1. Ports
  2. Port 626

What Runs on Port 626

Port 626 (UDP) was officially assigned by IANA to serialnumberd, an Apple Mac OS X Server service that ran from approximately 2004 to 2009 (Mac OS X Server versions 10.3 through 10.6).12

The service had one job: prevent the same server serial number from being used on multiple machines on the same local network.

How It Worked

Every five minutes, serialnumberd sent a UDP packet on port 626 to every active network interface. The packet announced: "I am using serial number X."3

If another Mac OS X Server on the same LAN responded with the same serial number, the system knew someone was violating the license agreement. Server-specific features would refuse to run.

This wasn't DRM in the modern sense—no phone-home to Apple, no Internet connection required. Just local network broadcasts checking if you were running the same serial number twice in the same building.

Why This Port Exists

In the mid-2000s, Apple sold Xserve rack-mounted servers and Mac OS X Server software. Organizations might run multiple servers on the same network. Serial number checking prevented someone from buying one license and installing it on ten machines.

The check was simple: broadcast your serial number every five minutes. Listen for anyone else broadcasting the same number. If detected, refuse to work.

It was license enforcement designed for a time when "the server" meant physical hardware in your own data center, not a virtual machine in someone else's cloud.

Current Status

Serialnumberd is gone. Apple discontinued Xserve in 2011. Mac OS X Server became macOS Server, then eventually just a simple app with minimal features. The five-minute broadcasts stopped.

Port 626 remains assigned to serialnumberd in the IANA registry, but nothing listens there anymore—unless you're running a very old Mac OS X Server installation.

The Range This Port Belongs To

Port 626 sits in the well-known ports range (0-1023), which requires IANA assignment and typically needs root/administrator privileges to bind to. This is unusual for a vendor-specific service like serialnumberd, which would normally be assigned a registered port (1024-49151).

The assignment suggests Apple requested it early, when well-known port assignments were easier to obtain.

Checking What's Listening

On macOS or Linux:

sudo lsof -i :626
netstat -an | grep 626

On Windows:

netstat -ano | findstr :626

You'll almost certainly find nothing. This port is a museum piece.
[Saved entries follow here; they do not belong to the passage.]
//! Per-check runtime aggregates
//!
//! The stats store is agnostic to what an aggregate keeps: it only creates
//! aggregates lazily, folds runs into them and reads back the run count that
//! drives log throttling. [`CheckStats`] is the aggregate used by default.

use std::collections::VecDeque;
use std::sync::{Mutex, PoisonError};
use std::time::Duration;

use chrono::{DateTime, Utc};
use serde::{Serialize, Serializer};

use super::{CheckError, CheckId, SenderStats};

/// Number of execution times kept for the rolling average
const EXECUTION_TIMES_SIZE: usize = 32;

/// Accumulator of a check's historical run outcomes
///
/// Implementations are shared by reference between the store and any caller
/// that fetched them, so folding must be safe under concurrent access.
pub trait RuntimeAggregate: Send + Sync + 'static {
    /// Create an empty aggregate for the given check
    fn new(id: &CheckId) -> Self
    where
        Self: Sized;

    /// Fold the outcome of one completed run
    fn fold(
        &self,
        execution_time: Duration,
        error: Option<&CheckError>,
        warnings: &[CheckError],
        sender_stats: SenderStats,
    );

    /// Number of folds performed so far
    fn total_runs(&self) -> u64;
}

/// Point-in-time copy of a [`CheckStats`]
#[derive(Debug, Clone, PartialEq, Serialize)]
pub struct CheckStatsSnapshot {
    pub check_id: CheckId,
    pub check_name: String,
    pub total_runs: u64,
    pub total_errors: u64,
    pub total_warnings: u64,
    pub execution_times_ms: VecDeque<u64>,
    pub average_execution_time_ms: u64,
    pub last_execution_time_ms: u64,
    pub last_error: Option<String>,
    pub last_warnings: Vec<String>,
    pub last_successful_run: Option<DateTime<Utc>>,
    pub updated_at: Option<DateTime<Utc>>,
    /// What the last run submitted
    pub sender_stats: SenderStats,
    /// What all runs submitted so far
    pub total_sender_stats: SenderStats,
}

/// Default runtime aggregate
#[derive(Debug)]
pub struct CheckStats {
    inner: Mutex<CheckStatsSnapshot>,
}

impl CheckStats {
    /// Copy the current state out of the lock
    pub fn snapshot(&self) -> CheckStatsSnapshot {
        self.inner
            .lock()
            .unwrap_or_else(PoisonError::into_inner)
            .clone()
    }
}

impl RuntimeAggregate for CheckStats {
    fn new(id: &CheckId) -> Self {
        Self {
            inner: Mutex::new(CheckStatsSnapshot {
                check_id: id.clone(),
                check_name: id.group().to_string(),
                total_runs: 0,
                total_errors: 0,
                total_warnings: 0,
                execution_times_ms: VecDeque::with_capacity(EXECUTION_TIMES_SIZE),
                average_execution_time_ms: 0,
                last_execution_time_ms: 0,
                last_error: None,
                last_warnings: vec![],
                last_successful_run: None,
                updated_at: None,
                sender_stats: SenderStats::default(),
                total_sender_stats: SenderStats::default(),
            }),
        }
    }

    fn fold(
        &self,
        execution_time: Duration,
        error: Option<&CheckError>,
        warnings: &[CheckError],
        sender_stats: SenderStats,
    ) {
        let mut stats = self.inner.lock().unwrap_or_else(PoisonError::into_inner);
        let now = Utc::now();
        let elapsed_ms = u64::try_from(execution_time.as_millis()).unwrap_or(u64::MAX);

        stats.total_runs += 1;
        stats.last_execution_time_ms = elapsed_ms;

        if stats.execution_times_ms.len() == EXECUTION_TIMES_SIZE {
            stats.execution_times_ms.pop_front();
        }
        stats.execution_times_ms.push_back(elapsed_ms);
        let sum: u64 = stats.execution_times_ms.iter().sum();
        stats.average_execution_time_ms = sum / stats.execution_times_ms.len() as u64;

        match error {
            Some(err) => {
                stats.total_errors += 1;
                stats.last_error = Some(err.to_string());
            }
            None => {
                stats.last_error = None;
                stats.last_successful_run = Some(now);
            }
        }

        stats.total_warnings += warnings.len() as u64;
        stats.last_warnings = warnings.iter().map(ToString::to_string).collect();

        stats.sender_stats = sender_stats;
        stats.total_sender_stats.merge(&sender_stats);
        stats.updated_at = Some(now);
    }

    fn total_runs(&self) -> u64 {
        self.inner
            .lock()
            .unwrap_or_else(PoisonError::into_inner)
            .total_runs
    }
}

impl Serialize for CheckStats {
    fn serialize<S: Serializer>(&self, serializer: S) -> Result<S::Ok, S::Error> {
        self.snapshot().serialize(serializer)
    }
}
Why Unassigned Ports Matter

Wait—port 626 is assigned. But most ports in the well-known range are not. The unassigned ones matter because they represent possibility: space for future protocols, room for experimentation, gaps where new standards can emerge.

Port 626 shows what happens when a protocol dies but its port number lives on. The registry is a graveyard as much as a directory. Some ports carry traffic for decades. Others, like this one, had a brief moment of purpose and then went silent.

The serial number police stopped patrolling. The port remains reserved.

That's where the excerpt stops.